The second place A-Mark Prize winner is KMOV’s team of investigative reporter Lauren Trager, producer Emily Beck, and photojournalists Noah Brooks and Mark Hadler. Their series, Inspectors Under Inspection, exemplifies investigative reporting’s core mission to expose wrongdoing, hold the powerful accountable and give a voice to those blindsided by systemic failure. The relentless, detail-oriented reporting uncovered what some experts called a deeply troubling misuse of millions in pandemic-relief dollars by the City of St. Louis.
First place for the A-Mark Prize for Investigative Journalism was presented to Katie Moore, Glenn E. Rice and Bill Lukitsch with The Kansas City Star, who after a police chase killed two bystanders embarked on a yearlong investigation into how police agencies handle pursuits.
Reporters filed more than 140 public records requests with over 70 area agencies, gathering investigative case files, dashboard camera recordings and legal settlements. They also spoke with more than 60 people, including innocent bystanders who were injured in police chases, families of victims killed in pursuits, police officials, attorneys, politicians and academics who have been studying the topic for decades.
The reporters also found that cities across the Kansas City metro area have paid millions of dollars to settle lawsuits filed by the families of innocent people killed or hurt in police chase crashes. The reporting has also prompted elected officials to call for reviews of police pursuit policies and procedures.

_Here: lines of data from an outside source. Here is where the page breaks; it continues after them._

mod load;
mod types;

pub use load::LoadedPipeline;
pub use types::{PipelineConfig, StepConfig};
use std::path::{Path, PathBuf};

use anyhow::{Context, Result};
use log::{debug, info, warn};
use rayon::prelude::*;

use super::{BatchReport, FileOutcome};
use crate::cli::CompressionLevel;
use crate::error::SpritePrepError;
use crate::output::save_png;
use crate::sprite::{
    Bounds, CanvasSize, FileSet, Placement, SheetGrid, batch_max, crop_region, display_name,
    is_clipped, load_rgba, measure, place_on_canvas, slice_frame, trim_sprite,
};

/// Settings shared by every operation
#[derive(Debug, Clone, Copy, Default)]
pub struct ProcessOptions {
    pub compress: Option<CompressionLevel>,
}

/// Turn a per-file result into an outcome, so one bad file never stops a batch
pub(super) fn settle(source: &Path, result: Result<FileOutcome>) -> FileOutcome {
    result.unwrap_or_else(|error| FileOutcome::Failed {
        source: source.to_path_buf(),
        error,
    })
}

/// Destination of `source`: next to it (overwrite) or inside `output_dir`
fn output_path(source: &Path, output_dir: Option<&Path>) -> PathBuf {
    match (output_dir, source.file_name()) {
        (Some(dir), Some(name)) => dir.join(name),
        _ => source.to_path_buf(),
    }
}

fn finish(mut report: BatchReport, outcomes: Vec<FileOutcome>, verb: &str) -> BatchReport {
    for outcome in outcomes {
        outcome.log(verb);
        report.push(outcome);
    }
    report.log_summary();
    report
}

/// Copy a fixed rectangle of `input` into `output`
pub fn crop_region_file(
    input: &Path,
    output: &Path,
    region: Bounds,
    options: ProcessOptions,
) -> BatchReport {
    let outcome = settle(input, crop_region_one(input, output, region, options));
    finish(BatchReport::new("region"), vec![outcome], "Cropped")
}

fn crop_region_one(
    input: &Path,
    output: &Path,
    region: Bounds,
    options: ProcessOptions,
) -> Result<FileOutcome> {
    let image = load_rgba(input)?;
    let cropped = crop_region(&image, region)
        .with_context(|| format!("cannot crop {}", input.display()))?;
    save_png(&cropped, output, options.compress)?;
    Ok(FileOutcome::Written {
        source: input.to_path_buf(),
        output: output.to_path_buf(),
        from: image.dimensions(),
        to: cropped.dimensions(),
    })
}

/// Save frame `index` of the sprite sheet `input` to `output`
pub fn slice_frame_file(
    input: &Path,
    output: &Path,
    grid: SheetGrid,
    index: u32,
    options: ProcessOptions,
) -> BatchReport {
    let outcome = settle(input, slice_frame_one(input, output, grid, index, options));
    finish(BatchReport::new("frame"), vec![outcome], "Saved frame")
}

fn slice_frame_one(
    input: &Path,
    output: &Path,
    grid: SheetGrid,
    index: u32,
    options: ProcessOptions,
) -> Result<FileOutcome> {
    let sheet = load_rgba(input)?;
    let (width, height) = sheet.dimensions();
    info!("{} original: {}x{}", display_name(input), width, height);

    let frame = slice_frame(&sheet, grid, index)
        .with_context(|| format!("cannot slice {}", input.display()))?;
    save_png(&frame, output, options.compress)?;
    Ok(FileOutcome::Written {
        source: input.to_path_buf(),
        output: output.to_path_buf(),
        from: (width, height),
        to: frame.dimensions(),
    })
}

/// Crop every sprite in `files` to its visible content plus `padding`.
///
/// Fully transparent sprites are skipped and left untouched.
pub fn trim_batch(
    files: &FileSet,
    padding: u32,
    output_dir: Option<&Path>,
    options: ProcessOptions,
) -> Result<BatchReport> {
    let paths = collect_batch(files)?;
    debug!("Trimming with {}px padding", padding);

    let outcomes: Vec<FileOutcome> = paths
        .par_iter()
        .map(|path| settle(path, trim_one(path, padding, output_dir, options)))
        .collect();

    Ok(finish(BatchReport::new("trim"), outcomes, "Cropped"))
}

fn trim_one(
    path: &Path,
    padding: u32,
    output_dir: Option<&Path>,
    options: ProcessOptions,
) -> Result<FileOutcome> {
    let image = load_rgba(path)?;

    let Some((trimmed, _)) = trim_sprite(&image, padding) else {
        return Ok(FileOutcome::Skipped {
            source: path.to_path_buf(),
            reason: "no content found".to_string(),
        });
    };

    let output = output_path(path, output_dir);
    save_png(&trimmed, &output, options.compress)?;

    Ok(FileOutcome::Written {
        source: path.to_path_buf(),
        output,
        from: image.dimensions(),
        to: trimmed.dimensions(),
    })
}

/// Place every sprite in `files` on one uniform transparent canvas.
///
/// For a batch-max canvas, a first pass reads every header and sizes the
/// canvas from the successful reads; files that fail it are reported and
/// not processed further.
pub fn align_batch(
    files: &FileSet,
    canvas_size: CanvasSize,
    placement: Placement,
    output_dir: Option<&Path>,
    options: ProcessOptions,
) -> Result<BatchReport> {
    let paths = collect_batch(files)?;

    let mut rejected: Vec<Option<SpritePrepError>> = paths.iter().map(|_| None).collect();
    let canvas = if canvas_size.needs_measure() {
        let mut dims = Vec::with_capacity(paths.len());
        for (slot, result) in rejected.iter_mut().zip(measure(&paths)) {
            match result {
                Ok(d) => dims.push(d),
                Err(e) => *slot = Some(e),
            }
        }
        let max = batch_max(dims);
        info!("Max dimensions found: {}x{}", max.0, max.1);
        canvas_size.resolve(max)
    } else {
        canvas_size.resolve((0, 0))
    };
    info!("Using canvas size: {}x{}", canvas.0, canvas.1);

    let outcomes: Vec<FileOutcome> = paths
        .par_iter()
        .zip(rejected.into_par_iter())
        .map(|(path, rejected)| match rejected {
            Some(e) => FileOutcome::Failed {
                source: path.clone(),
                error: e.into(),
            },
            None => settle(path, align_one(path, canvas, placement, output_dir, options)),
        })
        .collect();

    Ok(finish(BatchReport::new("align"), outcomes, "Aligned"))
}

fn align_one(
    path: &Path,
    canvas: (u32, u32),
    placement: Placement,
    output_dir: Option<&Path>,
    options: ProcessOptions,
) -> Result<FileOutcome> {
    let image = load_rgba(path)?;
    if is_clipped(canvas, image.dimensions(), placement) {
        warn!(
            "{} ({}x{}) does not fit the {}x{} canvas and will be clipped",
            display_name(path),
            image.width(),
            image.height(),
            canvas.0,
            canvas.1
        );
    }

    let placed = place_on_canvas(&image, canvas, placement)?;
    let output = output_path(path, output_dir);
    save_png(&placed, &output, options.compress)?;

    Ok(FileOutcome::Written {
        source: path.to_path_buf(),
        output,
        from: image.dimensions(),
        to: canvas,
    })
}

fn collect_batch(files: &FileSet) -> Result<Vec<PathBuf>> {
    let paths = files.collect()?;
    if paths.is_empty() {
        return Err(SpritePrepError::NoImages {
            dir: files.dir.clone(),
            pattern: files.pattern.clone(),
        }
        .into());
    }
    info!(
        "Found {} files matching '{}' in {}",
        paths.len(),
        files.pattern,
        files.dir.display()
    );
    Ok(paths)
}
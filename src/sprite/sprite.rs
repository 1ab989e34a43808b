/// Axis-aligned pixel rectangle inside an image
#[derive(Debug, Clone, Copy, PartialEq, Eq)]
pub struct Bounds {
    pub x: u32,
    pub y: u32,
    pub width: u32,
    pub height: u32,
}

impl Bounds {
    /// Exclusive right edge
    pub fn right(&self) -> u32 {
        self.x + self.width
    }

    /// Exclusive bottom edge
    pub fn bottom(&self) -> u32 {
        self.y + self.height
    }

    /// Grow by `padding` on every side, clamped to a `width`x`height` image
    pub fn pad(&self, padding: u32, width: u32, height: u32) -> Self {
        let x = self.x.saturating_sub(padding);
        let y = self.y.saturating_sub(padding);
        let right = self.right().saturating_add(padding).min(width);
        let bottom = self.bottom().saturating_add(padding).min(height);
        Self {
            x,
            y,
            width: right - x,
            height: bottom - y,
        }
    }
}

/// Trimming information to reconstruct original sprite positioning
#[derive(Debug, Clone, Copy, Default, PartialEq, Eq)]
pub struct TrimInfo {
    /// Pixels trimmed from left edge
    pub offset_x: u32,
    /// Pixels trimmed from top edge
    pub offset_y: u32,
    /// Original width before trimming
    pub source_width: u32,
    /// Original height before trimming
    pub source_height: u32,
    /// Trimmed width
    pub trimmed_width: u32,
    /// Trimmed height
    pub trimmed_height: u32,
}

impl TrimInfo {
    /// Returns true if the sprite was actually trimmed
    pub fn was_trimmed(&self) -> bool {
        self.trimmed_width != self.source_width || self.trimmed_height != self.source_height
    }
}
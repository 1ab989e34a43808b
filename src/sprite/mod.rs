mod canvas;
mod loader;
mod sheet;
mod sprite;
mod trimmer;

pub use canvas::{CanvasSize, Placement, is_clipped, new_canvas, place_on_canvas};
pub use loader::{DEFAULT_PATTERN, FileSet, batch_max, display_name, load_rgba, measure};
pub use sheet::{SheetGrid, crop_region, slice_frame};
pub use sprite::{Bounds, TrimInfo};
pub use trimmer::{content_bounds, trim_sprite};
use clap::builder::NonEmptyStringValueParser;
use clap::{Args, Parser, Subcommand, ValueEnum};
use serde::Deserialize;
use std::path::PathBuf;

use crate::sprite::{CanvasSize, DEFAULT_PATTERN};

#[derive(Parser, Debug)]
#[command(name = "spriteprep")]
#[command(version, about = "Crop, align and normalize sprite images", long_about = None)]
pub struct CliArgs {
    #[command(flatten)]
    pub global: GlobalArgs,

    #[command(subcommand)]
    pub command: Command,
}

#[derive(Args, Debug, Clone, Default)]
pub struct GlobalArgs {
    /// Verbose output
    #[arg(short, long, global = true)]
    pub verbose: bool,

    /// Compress PNG output (0-6 or 'max'). Default level is 2 if flag is present without value.
    #[arg(
        long,
        global = true,
        value_name = "LEVEL",
        default_missing_value = "2",
        num_args = 0..=1
    )]
    pub compress: Option<CompressionLevel>,

    /// Exit with an error status if any file failed
    #[arg(long, global = true)]
    pub strict: bool,
}

#[derive(Subcommand, Debug, Clone)]
pub enum Command {
    /// Copy a fixed rectangle out of one image
    Region(RegionArgs),
    /// Extract one frame from a sprite sheet
    Frame(FrameArgs),
    /// Crop sprites to their visible content (in place unless --output-dir)
    Trim(TrimArgs),
    /// Place sprites on a uniform transparent canvas
    Align(AlignArgs),
    /// Build a numbered animation from a folder of frames
    Extract(ExtractArgs),
    /// Run the steps of a pipeline file in order
    Run(RunArgs),
}

#[derive(Args, Debug, Clone)]
pub struct RegionArgs {
    /// Source image
    pub input: PathBuf,

    /// Output PNG path
    #[arg(short, long)]
    pub output: PathBuf,

    /// Left edge of the region
    #[arg(long, default_value_t = 0)]
    pub x: u32,

    /// Top edge of the region
    #[arg(long, default_value_t = 0)]
    pub y: u32,

    /// Region width in pixels
    #[arg(long)]
    pub width: u32,

    /// Region height in pixels
    #[arg(long)]
    pub height: u32,
}

#[derive(Args, Debug, Clone)]
pub struct FrameArgs {
    /// Sprite sheet image
    pub input: PathBuf,

    /// Output PNG path
    #[arg(short, long)]
    pub output: PathBuf,

    /// Number of frame columns in the sheet
    #[arg(long)]
    pub columns: u32,

    /// Number of frame rows in the sheet
    #[arg(long, default_value_t = 1)]
    pub rows: u32,

    /// 1-based frame number (row-major)
    #[arg(long, default_value_t = 1)]
    pub index: u32,
}

#[derive(Args, Debug, Clone)]
pub struct TrimArgs {
    /// Directory holding the sprites
    pub dir: PathBuf,

    /// Filename pattern selecting the sprites
    #[arg(long, default_value = DEFAULT_PATTERN)]
    pub pattern: String,

    /// Keep N pixels of transparent border around the content
    #[arg(short, long, default_value_t = 0)]
    pub padding: u32,

    /// Write results here instead of overwriting the sources
    #[arg(short, long)]
    pub output_dir: Option<PathBuf>,
}

#[derive(Args, Debug, Clone)]
pub struct AlignArgs {
    /// Directory holding the sprites
    pub dir: PathBuf,

    /// Filename pattern selecting the sprites
    #[arg(long, default_value = DEFAULT_PATTERN)]
    pub pattern: String,

    /// Canvas size: a side length (227), WIDTHxHEIGHT (201x180), or 'max' for the batch maximum
    #[arg(long, default_value = "max")]
    pub canvas: CanvasSize,

    /// With --canvas max, use the larger dimension on both sides
    #[arg(long)]
    pub square: bool,

    /// With --canvas max, add N pixels to each side length
    #[arg(long, default_value_t = 0)]
    pub grow: u32,

    /// Where the sprite sits on the canvas
    #[arg(long, value_enum, default_value_t = Anchor::Bottom)]
    pub anchor: Anchor,

    /// Gap in pixels between the sprite and the canvas bottom
    #[arg(long, default_value_t = 0)]
    pub bottom_margin: u32,

    /// Write results here instead of overwriting the sources
    #[arg(short, long)]
    pub output_dir: Option<PathBuf>,
}

impl AlignArgs {
    /// Canvas size with --square/--grow applied
    pub fn canvas_size(&self) -> CanvasSize {
        match self.canvas {
            CanvasSize::BatchMax { .. } => CanvasSize::BatchMax {
                square: self.square,
                grow: self.grow,
            },
            fixed => fixed,
        }
    }
}

#[derive(Args, Debug, Clone)]
pub struct ExtractArgs {
    /// Folder of individual animation frames
    pub source_dir: PathBuf,

    /// Folder receiving the numbered frames
    pub dest_dir: PathBuf,

    /// Take only the first N frames
    #[arg(long, conflicts_with = "range")]
    pub first: Option<usize>,

    /// Take frames whose numeric filename prefix is in START-END (inclusive)
    #[arg(long, value_name = "START-END", conflicts_with = "first")]
    pub range: Option<FrameRange>,

    /// Output name prefix; frames are written as PREFIX0001.png, PREFIX0002.png, ...
    #[arg(short = 'n', long, value_parser = NonEmptyStringValueParser::new())]
    pub name_prefix: String,

    /// Canvas size: a side length or WIDTHxHEIGHT
    #[arg(long, default_value = "201")]
    pub canvas: CanvasSize,

    /// Delete existing PREFIX* files in the destination first
    #[arg(long)]
    pub clean: bool,
}

#[derive(Args, Debug, Clone)]
pub struct RunArgs {
    /// Pipeline JSON file
    pub pipeline: PathBuf,

    /// Print the resolved steps without touching any file
    #[arg(long)]
    pub dry_run: bool,
}

/// Vertical anchoring of a sprite on its canvas
#[derive(Debug, Clone, Copy, ValueEnum, Default, PartialEq, Eq, Hash, Deserialize)]
#[serde(rename_all = "snake_case")]
pub enum Anchor {
    /// Centered horizontally, resting on the canvas bottom
    #[default]
    Bottom,
    /// Centered on both axes
    Center,
}

/// Inclusive range of numeric filename prefixes (e.g. 100-110)
#[derive(Debug, Clone, Copy, PartialEq, Eq, Deserialize)]
pub struct FrameRange {
    pub start: u32,
    pub end: u32,
}

impl std::str::FromStr for FrameRange {
    type Err = String;

    fn from_str(s: &str) -> Result<Self, Self::Err> {
        let (start, end) = s
            .split_once('-')
            .ok_or_else(|| format!("expected START-END, got {}", s))?;
        let start = start
            .trim()
            .parse::<u32>()
            .map_err(|e| format!("invalid range start '{}': {}", start, e))?;
        let end = end
            .trim()
            .parse::<u32>()
            .map_err(|e| format!("invalid range end '{}': {}", end, e))?;
        if start > end {
            return Err(format!("range start {} is after end {}", start, end));
        }
        Ok(FrameRange { start, end })
    }
}

/// PNG compression level (0-6 or max)
#[derive(Debug, Clone, Copy, PartialEq, Eq)]
pub enum CompressionLevel {
    /// Optimization level 0-6
    Level(u8),
    /// Maximum compression
    Max,
}

impl std::str::FromStr for CompressionLevel {
    type Err = String;

    fn from_str(s: &str) -> Result<Self, Self::Err> {
        if s.eq_ignore_ascii_case("max") {
            Ok(CompressionLevel::Max)
        } else {
            s.parse::<u8>()
                .map_err(|_e| format!("invalid compression level: {}", s))
                .and_then(|n| {
                    if n <= 6 {
                        Ok(CompressionLevel::Level(n))
                    } else {
                        Err(format!("compression level must be 0-6 or 'max', got {}", n))
                    }
                })
        }
    }
}

impl Default for CompressionLevel {
    fn default() -> Self {
        CompressionLevel::Level(2)
    }
}
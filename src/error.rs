use std::path::PathBuf;
use thiserror::Error;

#[derive(Error, Debug)]
pub enum SpritePrepError {
    #[error("Failed to load image '{path}': {source}")]
    ImageLoad {
        path: PathBuf,
        source: image::ImageError,
    },

    #[error("Failed to save image '{path}': {source}")]
    ImageSave {
        path: PathBuf,
        source: image::ImageError,
    },

    #[error("No files matching '{pattern}' found in '{dir}'")]
    NoImages { dir: PathBuf, pattern: String },

    #[error("Frame {index} is out of range for a {columns}x{rows} sheet")]
    InvalidFrame { index: u32, columns: u32, rows: u32 },

    #[error("Cannot split a {width}x{height} sheet into {columns}x{rows} frames")]
    InvalidGrid {
        width: u32,
        height: u32,
        columns: u32,
        rows: u32,
    },

    #[error("Canvas {width}x{height} exceeds the {limit} byte allocation limit")]
    CanvasTooLarge { width: u32, height: u32, limit: u64 },

    #[error("Output name prefix must not be empty")]
    EmptyPrefix,

    #[error("Failed to write output file '{path}': {source}")]
    OutputWrite {
        path: PathBuf,
        source: std::io::Error,
    },

    #[error("Failed to remove old output '{path}': {source}")]
    Cleanup {
        path: PathBuf,
        source: std::io::Error,
    },

    #[error("Failed to compress PNG '{path}': {message}")]
    PngCompress { path: PathBuf, message: String },

    #[error("Input path does not exist: {0}")]
    InputNotFound(PathBuf),
}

The A-Mark Prize for Investigative Reporting was open to all news media organizations based in Missouri and their staff members, including newspapers, broadcast outlets and digital-only platforms. Freelance journalists based in Missouri whose reporting is published or aired by Missouri news media organizations were also eligible to enter.
Awards were presented Saturday, Sept. 13, during Missouri Press Association’s 159th Annual Convention and Tradeshow in Wildwood, Mo.